* **TASK DETAILS**:
Present an exact copy of each line below.

[Stored data]
..............................

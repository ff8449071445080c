//! Workflow graph model and the workflow-execution entry point.

use async_trait::async_trait;
use serde::{Deserialize, Serialize};
use std::collections::{HashMap, HashSet, VecDeque};

use crate::Result;
use crate::credential::CredentialBinding;

/// Type of a node in a workflow graph.
#[derive(Debug, Clone, Copy, PartialEq, Eq, Hash, Serialize, Deserialize)]
#[serde(rename_all = "snake_case")]
pub enum NodeType {
    CronTrigger,
    WebhookTrigger,
    ManualTrigger,
    Shell,
    Script,
    Git,
    Dependency,
    Docker,
    Http,
    Notify,
    Note,
    #[serde(other)]
    Unknown,
}

impl NodeType {
    /// Whether a node of this type does work when reached.
    pub fn is_execution_capable(&self) -> bool {
        matches!(
            self,
            NodeType::Shell
                | NodeType::Script
                | NodeType::Git
                | NodeType::Dependency
                | NodeType::Docker
                | NodeType::Http
                | NodeType::Notify
        )
    }
}

/// A node in a workflow graph.
#[derive(Debug, Clone, PartialEq, Serialize, Deserialize)]
pub struct Node {
    pub id: String,
    #[serde(rename = "type")]
    pub node_type: NodeType,
    #[serde(default)]
    pub label: Option<String>,
    /// Type-specific configuration.
    #[serde(default)]
    pub data: serde_json::Value,
    /// Credentials this node wants injected into its environment.
    #[serde(default)]
    pub credentials: Vec<CredentialBinding>,
}

impl Node {
    /// The cron expression of a cron-trigger node, if set and non-empty.
    pub fn cron_expression(&self) -> Option<&str> {
        if self.node_type != NodeType::CronTrigger {
            return None;
        }
        self.data
            .get("cron_expression")
            .and_then(|v| v.as_str())
            .map(str::trim)
            .filter(|s| !s.is_empty())
    }

    pub fn display_label(&self) -> &str {
        self.label.as_deref().unwrap_or(&self.id)
    }
}

/// A directed edge between two nodes.
#[derive(Debug, Clone, PartialEq, Eq, Serialize, Deserialize)]
pub struct Edge {
    pub source: String,
    pub target: String,
}

/// Collect every execution-capable node reachable from `start` by following
/// edges forward. The start node itself is not included. Order is BFS order.
pub fn reachable_execution_nodes<'a>(
    start: &str,
    nodes: &'a [Node],
    edges: &[Edge],
) -> Vec<&'a Node> {
    let by_id: HashMap<&str, &Node> = nodes.iter().map(|n| (n.id.as_str(), n)).collect();
    let mut adjacency: HashMap<&str, Vec<&str>> = HashMap::new();
    for edge in edges {
        adjacency
            .entry(edge.source.as_str())
            .or_default()
            .push(edge.target.as_str());
    }

    let mut visited: HashSet<&str> = HashSet::new();
    let mut queue: VecDeque<&str> = VecDeque::new();
    let mut found = Vec::new();

    visited.insert(start);
    queue.push_back(start);

    while let Some(current) = queue.pop_front() {
        for &next in adjacency.get(current).into_iter().flatten() {
            if !visited.insert(next) {
                continue;
            }
            if let Some(node) = by_id.get(next) {
                if node.node_type.is_execution_capable() {
                    found.push(*node);
                }
            }
            queue.push_back(next);
        }
    }

    found
}

/// Context passed to the workflow runner when a trigger fires.
#[derive(Debug, Clone, Serialize, Deserialize)]
pub struct TriggerContext {
    /// What fired the trigger, e.g. `cron`.
    pub source: String,
    pub trigger_node_id: String,
    #[serde(default)]
    pub cron_expression: Option<String>,
    #[serde(default)]
    pub timezone: Option<String>,
}

/// Result of starting a workflow execution.
#[derive(Debug, Clone, Serialize, Deserialize)]
pub struct TriggerOutcome {
    pub success: bool,
    pub job_id: Option<String>,
    pub build_number: Option<u64>,
    pub agent_id: Option<String>,
}

/// Entry point that turns a fired trigger into jobs.
#[async_trait]
pub trait WorkflowRunner: Send + Sync {
    async fn execute_from_trigger(
        &self,
        project_id: &str,
        nodes: &[Node],
        edges: &[Edge],
        trigger_node_id: &str,
        context: TriggerContext,
    ) -> Result<TriggerOutcome>;
}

..............................

* **ANSWER TO THIS TASK**:
repository ff8449071445080c
//! Workflow graph model and the workflow-execution entry point.

use async_trait::async_trait;
use serde::{Deserialize, Serialize};
use std::collections::{HashMap, HashSet, VecDeque};

use crate::Result;
use crate::credential::CredentialBinding;

/// Type of a node in a workflow graph.
#[derive(Debug, Clone, Copy, PartialEq, Eq, Hash, Serialize, Deserialize)]
#[serde(rename_all = "snake_case")]
pub enum NodeType {
    CronTrigger,
    WebhookTrigger,
    ManualTrigger,
    Shell,
    Script,
    Git,
    Dependency,
    Docker,
    Http,
    Notify,
    Note,
    #[serde(other)]
    Unknown,
}

impl NodeType {
    /// Whether a node of this type does work when reached.
    pub fn is_execution_capable(&self) -> bool {
        matches!(
            self,
            NodeType::Shell
                | NodeType::Script
                | NodeType::Git
                | NodeType::Dependency
                | NodeType::Docker
                | NodeType::Http
                | NodeType::Notify
        )
    }
}

/// A node in a workflow graph.
#[derive(Debug, Clone, PartialEq, Serialize, Deserialize)]
pub struct Node {
    pub id: String,
    #[serde(rename = "type")]
    pub node_type: NodeType,
    #[serde(default)]
    pub label: Option<String>,
    /// Type-specific configuration.
    #[serde(default)]
    pub data: serde_json::Value,
    /// Credentials this node wants injected into its environment.
    #[serde(default)]
    pub credentials: Vec<CredentialBinding>,
}

impl Node {
    /// The cron expression of a cron-trigger node, if set and non-empty.
    pub fn cron_expression(&self) -> Option<&str> {
        if self.node_type != NodeType::CronTrigger {
            return None;
        }
        self.data
            .get("cron_expression")
            .and_then(|v| v.as_str())
            .map(str::trim)
            .filter(|s| !s.is_empty())
    }

    pub fn display_label(&self) -> &str {
        self.label.as_deref().unwrap_or(&self.id)
    }
}

/// A directed edge between two nodes.
#[derive(Debug, Clone, PartialEq, Eq, Serialize, Deserialize)]
pub struct Edge {
    pub source: String,
    pub target: String,
}

/// Collect every execution-capable node reachable from `start` by following
/// edges forward. The start node itself is not included. Order is BFS order.
pub fn reachable_execution_nodes<'a>(
    start: &str,
    nodes: &'a [Node],
    edges: &[Edge],
) -> Vec<&'a Node> {
    let by_id: HashMap<&str, &Node> = nodes.iter().map(|n| (n.id.as_str(), n)).collect();
    let mut adjacency: HashMap<&str, Vec<&str>> = HashMap::new();
    for edge in edges {
        adjacency
            .entry(edge.source.as_str())
            .or_default()
            .push(edge.target.as_str());
    }

    let mut visited: HashSet<&str> = HashSet::new();
    let mut queue: VecDeque<&str> = VecDeque::new();
    let mut found = Vec::new();

    visited.insert(start);
    queue.push_back(start);

    while let Some(current) = queue.pop_front() {
        for &next in adjacency.get(current).into_iter().flatten() {
            if !visited.insert(next) {
                continue;
            }
            if let Some(node) = by_id.get(next) {
                if node.node_type.is_execution_capable() {
                    found.push(*node);
                }
            }
            queue.push_back(next);
        }
    }

    found
}

/// Context passed to the workflow runner when a trigger fires.
#[derive(Debug, Clone, Serialize, Deserialize)]
pub struct TriggerContext {
    /// What fired the trigger, e.g. `cron`.
    pub source: String,
    pub trigger_node_id: String,
    #[serde(default)]
    pub cron_expression: Option<String>,
    #[serde(default)]
    pub timezone: Option<String>,
}

/// Result of starting a workflow execution.
#[derive(Debug, Clone, Serialize, Deserialize)]
pub struct TriggerOutcome {
    pub success: bool,
    pub job_id: Option<String>,
    pub build_number: Option<u64>,
    pub agent_id: Option<String>,
}

/// Entry point that turns a fired trigger into jobs.
#[async_trait]
pub trait WorkflowRunner: Send + Sync {
    async fn execute_from_trigger(
        &self,
        project_id: &str,
        nodes: &[Node],
        edges: &[Edge],
        trigger_node_id: &str,
        context: TriggerContext,
    ) -> Result<TriggerOutcome>;
}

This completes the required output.